There’s a 1997 book by Todd A. DeMitchell and Richard Fossey titled “The Limits of Law-Based School Reform.” I don’t know where DeMitchell and Fossey are today, but they’re probably pointing at Illinois’ teacher evaluation law as an example of what they were writing about.
Joy Resmovits of the Huffington Post provides the following details of what brought about a breakthrough in negotiations to end the Chicago teachers’ strike:
In fact, a source said, the two parties had mostly cleared up the thorny issue of teacher evaluations, agreeing to a scheme that decreased emphasis on the rankings based on students’ standardized test scores.
Twenty-five percent of the rankings will be composed of standardized test scores, and another 10 percent will come from teachers’ evaluation of student performance, thus satisfying a state law’s requirement of relying on performance measures for 30 percent or more after the first year.
Assuming Resmovits’ source is correct, both sides will be able to use this formula to claim victory, while both sides actually sold out on the principle they claimed to be defending all along.
On the union side, congratulations. You’ve eliminated the district’s proposal to base 40 percent of a teacher’s evaluation on student test scores. But you went on strike for a week to cut it down to 25 percent? Really?

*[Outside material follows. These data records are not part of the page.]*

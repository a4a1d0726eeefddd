//! # Provenance Node
//!
//! Entry point: loads configuration, opens the ledger and serves JSON
//! invocations on stdin until EOF or Ctrl+C.

use anyhow::{Context, Result};
use provenance_node::container::{build_router, open_ledger, NodeConfig};
use provenance_node::logging::init_logging;
use provenance_node::runtime::serve;
use tokio::io::BufReader;
use tracing::{error, info};

#[tokio::main]
async fn main() -> Result<()> {
    let config = NodeConfig::from_env().context("invalid configuration")?;
    init_logging(&config.logging)?;

    info!("===========================================");
    info!("  Provenance Node v{}", env!("CARGO_PKG_VERSION"));
    info!("  Storage backend: {}", config.storage.backend);
    info!("===========================================");

    let ledger = open_ledger(&config.storage).context("failed to open ledger")?;
    let router = build_router(ledger);

    let init = router.init();
    if !init.ok {
        error!(message = ?init.message, "Instantiation hook failed");
        anyhow::bail!("instantiation hook failed");
    }

    let shutdown = async {
        if let Err(e) = tokio::signal::ctrl_c().await {
            error!(error = %e, "Failed to listen for Ctrl+C");
            std::future::pending::<()>().await;
        }
    };

    let stats = serve(
        &router,
        BufReader::new(tokio::io::stdin()),
        tokio::io::stdout(),
        shutdown,
    )
    .await?;

    info!(
        invocations = stats.invocations,
        successes = stats.successes,
        failures = stats.failures,
        unknown_operations = stats.unknown_operations,
        "Node stopped"
    );
    Ok(())
}
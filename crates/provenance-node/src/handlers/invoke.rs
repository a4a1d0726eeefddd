//! # Invoke Handler
//!
//! One JSON request per line in, one JSON reply per line out.
//!
//! ```text
//! {"function": "transferWine", "args": ["D1", "bob"]}
//!     → {"ok": true, "payload": null, "message": null, "error": null}
//! ```
//!
//! A line that is not a valid request is answered with an
//! `InvalidArguments` reply rather than dropped.

use provenance_core::{ErrorKind, ProvenanceApi, ProvenanceError, Response, Router};
use serde::{Deserialize, Serialize};
use serde_json::Value;
use tracing::{debug, warn};

#[derive(Debug, Clone, PartialEq, Eq, Deserialize)]
#[serde(deny_unknown_fields)]
pub struct InvokeRequest {
    pub function: String,
    #[serde(default)]
    pub args: Vec<String>,
}

#[derive(Debug, Clone, PartialEq, Serialize)]
pub struct InvokeReply {
    pub ok: bool,
    /// Decoded result structure, inlined as JSON.
    pub payload: Option<Value>,
    pub message: Option<String>,
    pub error: Option<ErrorKind>,
}

impl From<Response> for InvokeReply {
    fn from(response: Response) -> Self {
        let Response {
            ok,
            payload,
            message,
            error,
        } = response;
        match payload.map(|bytes| serde_json::from_slice::<Value>(&bytes)) {
            None => Self {
                ok,
                payload: None,
                message,
                error,
            },
            Some(Ok(value)) => Self {
                ok,
                payload: Some(value),
                message,
                error,
            },
            Some(Err(e)) => Self::from(Response::failure(&ProvenanceError::malformed(
                "<payload>",
                e,
            ))),
        }
    }
}

/// Handle one input line. Blank lines produce no reply.
pub fn handle_line<A: ProvenanceApi>(router: &Router<A>, line: &str) -> Option<InvokeReply> {
    let line = line.trim();
    if line.is_empty() {
        return None;
    }

    let reply = match serde_json::from_str::<InvokeRequest>(line) {
        Ok(request) => {
            debug!(function = %request.function, "Request received");
            router.dispatch(&request.function, &request.args).into()
        }
        Err(e) => {
            warn!(error = %e, "Unparseable request line");
            Response::failure(&ProvenanceError::InvalidArguments {
                operation: "request",
                reason: e.to_string(),
            })
            .into()
        }
    };
    Some(reply)
}
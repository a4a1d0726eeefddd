//! # Node Configuration
//!
//! Defaults overridden from `PV_*` environment variables.
//!
//! | Variable | Default | Meaning |
//! |----------|---------|---------|
//! | `PV_STORAGE_BACKEND` | `memory` | `memory` or `rocksdb` |
//! | `PV_DATA_DIR` | `./data/provenance` | RocksDB directory |
//! | `PV_SYNC_WRITES` | `true` | fsync each RocksDB write |
//! | `PV_LOG_LEVEL` | `info` | tracing filter, `RUST_LOG` wins when set |
//! | `PV_JSON_LOGS` | `false` | JSON log lines on stderr |

use std::fmt;
use std::path::PathBuf;
use std::str::FromStr;
use thiserror::Error;

/// Complete node configuration.
#[derive(Debug, Clone, Default, PartialEq, Eq)]
pub struct NodeConfig {
    /// Storage configuration.
    pub storage: StorageConfig,
    /// Logging configuration.
    pub logging: LoggingConfig,
}

impl NodeConfig {
    /// Load from the process environment.
    pub fn from_env() -> Result<Self, ConfigError> {
        Self::from_lookup(|name| std::env::var(name).ok())
    }

    /// Load from an arbitrary variable source.
    pub fn from_lookup<F>(lookup: F) -> Result<Self, ConfigError>
    where
        F: Fn(&str) -> Option<String>,
    {
        let mut config = Self::default();

        if let Some(raw) = lookup("PV_STORAGE_BACKEND") {
            config.storage.backend = raw.parse()?;
        }
        if let Some(dir) = lookup("PV_DATA_DIR") {
            config.storage.data_dir = PathBuf::from(dir);
        }
        if let Some(raw) = lookup("PV_SYNC_WRITES") {
            config.storage.sync_writes = parse_flag("PV_SYNC_WRITES", &raw)?;
        }
        if let Some(level) = lookup("PV_LOG_LEVEL") {
            config.logging.level = level;
        }
        if let Some(raw) = lookup("PV_JSON_LOGS") {
            config.logging.json = parse_flag("PV_JSON_LOGS", &raw)?;
        }

        config.validate()?;
        Ok(config)
    }

    /// Reject settings this build cannot honour.
    pub fn validate(&self) -> Result<(), ConfigError> {
        if self.storage.backend == StorageBackend::RocksDb && !cfg!(feature = "rocksdb") {
            return Err(ConfigError::BackendNotCompiled {
                backend: self.storage.backend,
            });
        }
        Ok(())
    }
}

/// Storage configuration.
#[derive(Debug, Clone, PartialEq, Eq)]
pub struct StorageConfig {
    /// Ledger implementation.
    pub backend: StorageBackend,
    /// Data directory for the persistent ledger.
    pub data_dir: PathBuf,
    /// fsync after each write.
    pub sync_writes: bool,
}

impl Default for StorageConfig {
    fn default() -> Self {
        Self {
            backend: StorageBackend::Memory,
            data_dir: PathBuf::from("./data/provenance"),
            sync_writes: true,
        }
    }
}

#[derive(Debug, Clone, Copy, PartialEq, Eq)]
pub enum StorageBackend {
    Memory,
    RocksDb,
}

impl FromStr for StorageBackend {
    type Err = ConfigError;

    fn from_str(raw: &str) -> Result<Self, Self::Err> {
        match raw.trim().to_ascii_lowercase().as_str() {
            "memory" => Ok(Self::Memory),
            "rocksdb" => Ok(Self::RocksDb),
            _ => Err(ConfigError::UnknownBackend {
                value: raw.to_string(),
            }),
        }
    }
}

impl fmt::Display for StorageBackend {
    fn fmt(&self, f: &mut fmt::Formatter<'_>) -> fmt::Result {
        match self {
            Self::Memory => f.write_str("memory"),
            Self::RocksDb => f.write_str("rocksdb"),
        }
    }
}

/// Logging configuration.
#[derive(Debug, Clone, PartialEq, Eq)]
pub struct LoggingConfig {
    /// `EnvFilter` directive used when `RUST_LOG` is unset.
    pub level: String,
    /// Emit JSON lines instead of the human-readable format.
    pub json: bool,
}

impl Default for LoggingConfig {
    fn default() -> Self {
        Self {
            level: "info".to_string(),
            json: false,
        }
    }
}

/// Configuration errors.
#[derive(Debug, Clone, PartialEq, Eq, Error)]
pub enum ConfigError {
    #[error("unknown storage backend {value:?} (expected \"memory\" or \"rocksdb\")")]
    UnknownBackend { value: String },

    #[error("{variable} must be true or false, got {value:?}")]
    InvalidFlag { variable: &'static str, value: String },

    #[error("storage backend {backend} is not compiled in; rebuild with --features {backend}")]
    BackendNotCompiled { backend: StorageBackend },
}

fn parse_flag(variable: &'static str, raw: &str) -> Result<bool, ConfigError> {
    match raw.trim().to_ascii_lowercase().as_str() {
        "1" | "true" | "yes" | "on" => Ok(true),
        "0" | "false" | "no" | "off" => Ok(false),
        _ => Err(ConfigError::InvalidFlag {
            variable,
            value: raw.to_string(),
        }),
    }
}
//! # Domain Layer
//!
//! Pure provenance logic: entities, key namespace, record codec, device
//! lifecycle and the error taxonomy.
//!
//! This module contains NO I/O dependencies. Ledger access goes through the
//! ports in the `ports` module.

pub mod codec;
pub mod entities;
pub mod errors;
pub mod keys;
pub mod lifecycle;
pub mod value_objects;

pub use codec::{decode, encode, encode_payload, Record};
pub use entities::*;
pub use errors::*;
pub use keys::*;
pub use lifecycle::*;
pub use value_objects::*;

I’m just not picturing all those red-shirted picketers celebrating this.
On the district side, congratulations. You appear to be on the brink of settling the issue and getting teachers back to work. But if I read this correctly, you are going to base 10 percent of your evaluation of a teacher’s performance on that teacher’s evaluation of his or her students’ performance. Really? Will it go like this?
Evaluator: “How are your students performing?”
Teacher: “Outstanding!”
Evaluator: “Terrific! You get the full 10 percent.”

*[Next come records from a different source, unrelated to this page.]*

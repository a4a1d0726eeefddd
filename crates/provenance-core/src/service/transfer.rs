//! Ownership transfer.

use super::ProvenanceService;
use crate::domain::{encode, LedgerKey, ProvenanceError, Wine};
use crate::ports::inbound::TransferOwnership;
use crate::ports::LedgerStore;
use tracing::{error, info, instrument, warn};

impl<L: LedgerStore> ProvenanceService<L> {
    #[instrument(skip(self, cmd), fields(device_id = %cmd.device_id))]
    pub(super) fn transfer(&self, cmd: TransferOwnership) -> Result<Wine, ProvenanceError> {
        let TransferOwnership {
            device_id,
            new_owner,
        } = cmd;

        self.device_state(&device_id)?
            .require_bound(&device_id)
            .inspect_err(|e| warn!(error = %e, "Transfer rejected"))?;

        let current = match self.current_wine(&device_id)? {
            Some(wine) => wine,
            None => {
                error!("Bound device has no wine record");
                return Err(ProvenanceError::WineRecordMissing {
                    device_id: device_id.to_string(),
                });
            }
        };

        let previous_owner = current.owner.clone();
        let updated = current.with_owner(new_owner);

        let key = LedgerKey::wine(&device_id);
        let bytes = encode(&key, &updated)?;
        self.ledger.put_state(key.as_str(), &bytes)?;

        info!(from = %previous_owner, to = %updated.owner, "Ownership transferred");
        Ok(updated)
    }
}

I don’t pretend to have the answer to how best evaluate teachers, but I don’t think the problem is in trying to design the perfect system. The real sticking point is lack of trust. The district (and by extension, the public) doesn’t trust the teachers to give an honest assessment of whether the kids are learning and how well they are teaching. The teachers don’t trust the district to give them an honest assessment of how well they do their jobs, fearing they will be judged only on Johnny’s latest reading and math standardized test scores, with no allowance for Johnny’s home conditions, Johnny’s poor work ethic, or even Johnny’s attendance record.

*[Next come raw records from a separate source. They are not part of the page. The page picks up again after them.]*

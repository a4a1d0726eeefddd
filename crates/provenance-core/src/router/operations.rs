//! # Operation Table
//!
//! Maps the externally visible operation names to typed invocations.
//!
//! | Name | Operation | Arity |
//! |------|-----------|-------|
//! | `enrollDevice` | enroll a device | 3 |
//! | `enrollWine` | bind a good to a device | 7 |
//! | `transferWine` | transfer ownership | 2 |
//! | `queryAllCars` | full audit record | 1 |
//!
//! The names are kept as deployed clients call them.

use crate::domain::{DeviceId, ProvenanceError};
use crate::ports::inbound::{BindGood, EnrollDevice, QueryHistory, TransferOwnership};

#[derive(Debug, Clone, Copy, PartialEq, Eq, Hash)]
pub enum Operation {
    EnrollDevice,
    BindGood,
    TransferOwnership,
    QueryHistory,
}

impl Operation {
    pub const ALL: [Operation; 4] = [
        Self::EnrollDevice,
        Self::BindGood,
        Self::TransferOwnership,
        Self::QueryHistory,
    ];

    pub fn from_name(name: &str) -> Option<Self> {
        Self::ALL.into_iter().find(|op| op.name() == name)
    }

    /// Name used on the wire.
    pub const fn name(self) -> &'static str {
        match self {
            Self::EnrollDevice => "enrollDevice",
            Self::BindGood => "enrollWine",
            Self::TransferOwnership => "transferWine",
            Self::QueryHistory => "queryAllCars",
        }
    }

    pub const fn arity(self) -> usize {
        match self {
            Self::EnrollDevice => 3,
            Self::BindGood => 7,
            Self::TransferOwnership => 2,
            Self::QueryHistory => 1,
        }
    }
}

/// A validated request, ready for the service.
#[derive(Debug, Clone, PartialEq, Eq)]
pub enum Invocation {
    EnrollDevice(EnrollDevice),
    BindGood(BindGood),
    TransferOwnership(TransferOwnership),
    QueryHistory(QueryHistory),
}

impl Invocation {
    /// Resolve `function` and validate `args` against its arity.
    ///
    /// Performs no ledger access.
    pub fn parse(function: &str, args: &[String]) -> Result<Self, ProvenanceError> {
        let op = Operation::from_name(function).ok_or_else(|| {
            ProvenanceError::UnknownOperation {
                name: function.to_string(),
            }
        })?;

        let [first, rest @ ..] = args else {
            return Err(ProvenanceError::arity(op.name(), op.arity(), 0));
        };
        if args.len() != op.arity() {
            return Err(ProvenanceError::arity(op.name(), op.arity(), args.len()));
        }

        let device_id =
            DeviceId::new(first.as_str()).ok_or_else(|| ProvenanceError::InvalidArguments {
                operation: op.name(),
                reason: "device id must not be empty".to_string(),
            })?;

        let invocation = match (op, rest) {
            (Operation::EnrollDevice, [model, brand]) => Self::EnrollDevice(EnrollDevice {
                device_id,
                model: model.clone(),
                brand: brand.clone(),
            }),
            (
                Operation::BindGood,
                [owner, model, produce_date, produce_place, out_date, out_place],
            ) => Self::BindGood(BindGood {
                device_id,
                owner: owner.clone(),
                model: model.clone(),
                produce_date: produce_date.clone(),
                produce_place: produce_place.clone(),
                out_date: out_date.clone(),
                out_place: out_place.clone(),
            }),
            (Operation::TransferOwnership, [new_owner]) => {
                Self::TransferOwnership(TransferOwnership {
                    device_id,
                    new_owner: new_owner.clone(),
                })
            }
            (Operation::QueryHistory, []) => Self::QueryHistory(QueryHistory { device_id }),
            // Arity already checked above.
            _ => return Err(ProvenanceError::arity(op.name(), op.arity(), args.len())),
        };
        Ok(invocation)
    }

    pub fn operation(&self) -> Operation {
        match self {
            Self::EnrollDevice(_) => Operation::EnrollDevice,
            Self::BindGood(_) => Operation::BindGood,
            Self::TransferOwnership(_) => Operation::TransferOwnership,
            Self::QueryHistory(_) => Operation::QueryHistory,
        }
    }

    pub fn device_id(&self) -> &DeviceId {
        match self {
            Self::EnrollDevice(cmd) => &cmd.device_id,
            Self::BindGood(cmd) => &cmd.device_id,
            Self::TransferOwnership(cmd) => &cmd.device_id,
            Self::QueryHistory(query) => &query.device_id,
        }
    }
}

#[cfg(test)]
mod tests {
    use super::*;
    use crate::domain::ErrorKind;

    fn args(raw: &[&str]) -> Vec<String> {
        raw.iter().map(|s| s.to_string()).collect()
    }

    #[test]
    fn test_names_round_trip() {
        for op in Operation::ALL {
            assert_eq!(Operation::from_name(op.name()), Some(op));
        }
        assert_eq!(Operation::from_name("queryWine"), None);
        assert_eq!(Operation::from_name("EnrollDevice"), None);
    }

    #[test]
    fn test_parse_enroll_device() {
        let inv = Invocation::parse("enrollDevice", &args(&["D1", "X1", "Acme"])).unwrap();
        assert_eq!(
            inv,
            Invocation::EnrollDevice(EnrollDevice {
                device_id: DeviceId::new("D1").unwrap(),
                model: "X1".into(),
                brand: "Acme".into(),
            })
        );
    }

    #[test]
    fn test_parse_bind_keeps_positional_order() {
        let inv = Invocation::parse(
            "enrollWine",
            &args(&["D1", "alice", "M1", "2020-01-01", "PlaceA", "2020-06-01", "PlaceB"]),
        )
        .unwrap();
        let Invocation::BindGood(cmd) = inv else {
            panic!("expected BindGood");
        };
        assert_eq!(cmd.owner, "alice");
        assert_eq!(cmd.model, "M1");
        assert_eq!(cmd.produce_date, "2020-01-01");
        assert_eq!(cmd.produce_place, "PlaceA");
        assert_eq!(cmd.out_date, "2020-06-01");
        assert_eq!(cmd.out_place, "PlaceB");
    }

    #[test]
    fn test_parse_transfer_and_query() {
        let inv = Invocation::parse("transferWine", &args(&["D1", "bob"])).unwrap();
        assert_eq!(inv.operation(), Operation::TransferOwnership);
        let inv = Invocation::parse("queryAllCars", &args(&["D1"])).unwrap();
        assert_eq!(inv.operation(), Operation::QueryHistory);
        assert_eq!(inv.device_id().as_str(), "D1");
    }

    #[test]
    fn test_wrong_arity_for_every_operation() {
        for op in Operation::ALL {
            for count in [0, op.arity() - 1, op.arity() + 1] {
                let raw: Vec<String> = (0..count).map(|i| format!("a{i}")).collect();
                let err = Invocation::parse(op.name(), &raw).unwrap_err();
                assert_eq!(err.kind(), ErrorKind::InvalidArguments, "{op:?} with {count}");
            }
        }
    }

    #[test]
    fn test_unknown_operation() {
        let err = Invocation::parse("deleteWine", &args(&["D1"])).unwrap_err();
        assert_eq!(err.kind(), ErrorKind::UnknownOperation);
        assert!(err.to_string().contains("deleteWine"));
    }

    #[test]
    fn test_empty_device_id_rejected() {
        let err = Invocation::parse("queryAllCars", &args(&[""])).unwrap_err();
        assert_eq!(err.kind(), ErrorKind::InvalidArguments);
    }
}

So while the strike appears to have led to contract language both sides can live with, it actually made the problem worse. Is there more trust after this week than before?
Evaluators need a full understanding of – and empathy for – the tasks required of a teacher and the challenges in fulfilling them. Teachers need to acknowledge and respect the expertise of an evaluator and feel confident they are being judged fairly, even if strictly. Cultivate this kind of climate and you don’t have to worry so much about what percentage of what measure determines what cut score.